La UE pacta su mayor endurecimiento migratorio: "centros de retorno" fuera de Europa y detenciones de hasta dos años
Los Estados miembros y el Parlamento Europeo cerraron un nuevo Reglamento de Retorno que autoriza enviar a solicitantes de asilo rechazados a centros en terceros países, eleva la detención máxima de seis meses a dos años y endurece las prohibiciones de entrada hasta los diez años. Las organizaciones de derechos humanos advierten de un giro histórico.
La Unión Europea selló este lunes el endurecimiento migratorio más profundo de su historia reciente. Tras meses de negociación, los Gobiernos de los Veintisiete y el Parlamento Europeo alcanzaron un acuerdo sobre un nuevo Reglamento de Retorno que amplía de forma drástica las facultades de expulsión e introduce los controvertidos "centros de retorno" fuera del territorio comunitario. La norma busca corregir lo que Bruselas considera un fracaso estructural: solo el 28 % de los solicitantes de asilo rechazados regresa efectivamente a su país de origen.

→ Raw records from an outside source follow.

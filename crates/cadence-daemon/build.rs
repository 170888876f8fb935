use std::process::Command;

fn main() {
    // Embed short git commit hash at compile time.
    let sha = Command::new("git")
        .args(["rev-parse", "--short", "HEAD"])
        .output()
        .ok()
        .filter(|o| o.status.success())
        .map(|o| String::from_utf8_lossy(&o.stdout).trim().to_string())
        .unwrap_or_else(|| "unknown".to_string());

    println!("cargo:rustc-env=CADENCE_GIT_SHA={sha}");
    println!(
        "cargo:rustc-env=CADENCE_VERSION={} ({sha})",
        std::env::var("CARGO_PKG_VERSION").unwrap_or_default()
    );

    println!("cargo:rerun-if-changed=../../.git/HEAD");
    println!("cargo:rerun-if-changed=../../.git/refs/");
}
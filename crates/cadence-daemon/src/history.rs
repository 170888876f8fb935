//! SQLite record of executed runs.

use std::sync::{Mutex, MutexGuard};

use cadence_scheduler::{RunOutcome, RunReport, RunTrigger};
use rusqlite::Connection;
use serde::Serialize;

use crate::error::Result;

/// Initialise the history schema in `conn` (idempotent).
pub fn init_db(conn: &Connection) -> Result<()> {
    conn.execute_batch(
        "
        CREATE TABLE IF NOT EXISTS runs (
            id           TEXT    NOT NULL PRIMARY KEY,
            trigger      TEXT    NOT NULL,   -- scheduled | manual
            started_at   TEXT    NOT NULL,   -- RFC 3339, UTC
            finished_at  TEXT    NOT NULL,
            outcome      TEXT    NOT NULL,   -- succeeded | failed
            attempts     INTEGER NOT NULL,
            error        TEXT                -- last error of a failed run
        ) STRICT;

        CREATE INDEX IF NOT EXISTS idx_runs_started_at ON runs (started_at);
        ",
    )?;
    Ok(())
}

/// One row of the `runs` table.
#[derive(Debug, Clone, PartialEq, Eq, Serialize)]
pub struct HistoryEntry {
    pub id: String,
    pub trigger: RunTrigger,
    pub started_at: String,
    pub finished_at: String,
    pub outcome: String,
    pub attempts: u32,
    pub error: Option<String>,
}

/// Run log. The connection is mutex-guarded so the router future is `Send`.
pub struct RunHistory {
    conn: Mutex<Connection>,
}

impl RunHistory {
    /// Open (or create) the database at `path` and apply the schema.
    pub fn open(path: &str) -> Result<Self> {
        let conn = Connection::open(path)?;
        conn.execute_batch("PRAGMA journal_mode=WAL;")?;
        Self::new(conn)
    }

    pub fn new(conn: Connection) -> Result<Self> {
        init_db(&conn)?;
        Ok(Self {
            conn: Mutex::new(conn),
        })
    }

    fn conn(&self) -> MutexGuard<'_, Connection> {
        self.conn.lock().expect("history connection poisoned")
    }

    /// Store a report and return the new row id. Skipped runs are not stored.
    pub fn record(&self, report: &RunReport) -> Result<Option<String>> {
        let (outcome, attempts, error) = match &report.outcome {
            RunOutcome::Succeeded { attempts } => ("succeeded", *attempts, None),
            RunOutcome::Failed {
                attempts,
                last_error,
            } => ("failed", *attempts, Some(last_error.as_str())),
            RunOutcome::Skipped => return Ok(None),
        };

        let id = uuid::Uuid::now_v7().to_string();
        self.conn().execute(
            "INSERT INTO runs (id, trigger, started_at, finished_at, outcome, attempts, error)
             VALUES (?1, ?2, ?3, ?4, ?5, ?6, ?7)",
            rusqlite::params![
                id,
                report.trigger.to_string(),
                report.started_at.to_rfc3339(),
                report.finished_at.to_rfc3339(),
                outcome,
                attempts,
                error,
            ],
        )?;
        Ok(Some(id))
    }

    /// Most recent runs first.
    pub fn recent(&self, limit: usize) -> Result<Vec<HistoryEntry>> {
        let conn = self.conn();
        let mut stmt = conn.prepare(
            "SELECT id, trigger, started_at, finished_at, outcome, attempts, error
             FROM runs ORDER BY started_at DESC, id DESC LIMIT ?1",
        )?;

        let entries = stmt
            .query_map([limit as i64], |row| {
                Ok((
                    row.get::<_, String>(0)?,         // id
                    row.get::<_, String>(1)?,         // trigger
                    row.get::<_, String>(2)?,         // started_at
                    row.get::<_, String>(3)?,         // finished_at
                    row.get::<_, String>(4)?,         // outcome
                    row.get::<_, u32>(5)?,            // attempts
                    row.get::<_, Option<String>>(6)?, // error
                ))
            })?
            .filter_map(|r| {
                let (id, trigger, started_at, finished_at, outcome, attempts, error) = r.ok()?;
                let trigger: RunTrigger = trigger.parse().ok()?;
                Some(HistoryEntry {
                    id,
                    trigger,
                    started_at,
                    finished_at,
                    outcome,
                    attempts,
                    error,
                })
            })
            .collect();

        Ok(entries)
    }
}
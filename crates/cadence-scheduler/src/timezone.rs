use chrono_tz::Tz;
use tracing::{debug, warn};

/// Zone used when neither configuration nor host detection yields one.
pub const FALLBACK_TIMEZONE: Tz = chrono_tz::UTC;

/// Pick the schedule's timezone: the configured IANA name if valid,
/// otherwise the host zone, otherwise UTC.
pub fn detect_timezone(configured: Option<&str>) -> Tz {
    if let Some(name) = configured {
        match name.parse::<Tz>() {
            Ok(tz) => return tz,
            Err(_) => warn!(timezone = %name, "configured timezone is not a valid IANA name"),
        }
    }

    match iana_time_zone::get_timezone() {
        Ok(name) => match name.parse::<Tz>() {
            Ok(tz) => {
                debug!(timezone = %tz, "using host timezone");
                tz
            }
            Err(_) => {
                warn!(timezone = %name, fallback = %FALLBACK_TIMEZONE, "host timezone not recognised");
                FALLBACK_TIMEZONE
            }
        },
        Err(e) => {
            warn!(error = %e, fallback = %FALLBACK_TIMEZONE, "timezone detection failed");
            FALLBACK_TIMEZONE
        }
    }
}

El núcleo del pacto es la posibilidad de que los Estados establezcan hubs de retorno en terceros países para personas cuyas solicitudes hayan sido denegadas o que hayan recibido una orden de salida, incluso en naciones con las que el deportado no tenga vínculo alguno. Al menos cinco socios —Alemania, Austria, Países Bajos, Dinamarca y Grecia— ya negocian con países, en su mayoría africanos, la apertura de estos centros, inspirados en el acuerdo de detención que Italia mantiene con Albania. El plazo máximo de detención de los migrantes irregulares en espera de retorno se eleva de seis meses a dos años, sin límite para quienes se consideren un riesgo para la seguridad.
"Europa ha decidido que la frontera no termina en sus costas: la externaliza, y con ella exporta también el debate moral que la acompaña."
El texto refuerza igualmente el régimen sancionador. Las prohibiciones de entrada pasan de cinco a diez años en la mayoría de los casos, con la opción de veto de por vida para quienes representen una amenaza, y se incorporan multas y posibles sanciones penales por falta de cooperación. Las autoridades quedan facultadas para incautar bienes, recabar datos biométricos y registrar domicilios. Sus defensores sostienen que el sistema vigente había dejado de ser creíble y que sin capacidad real de retorno ningún reparto de asilo resulta sostenible.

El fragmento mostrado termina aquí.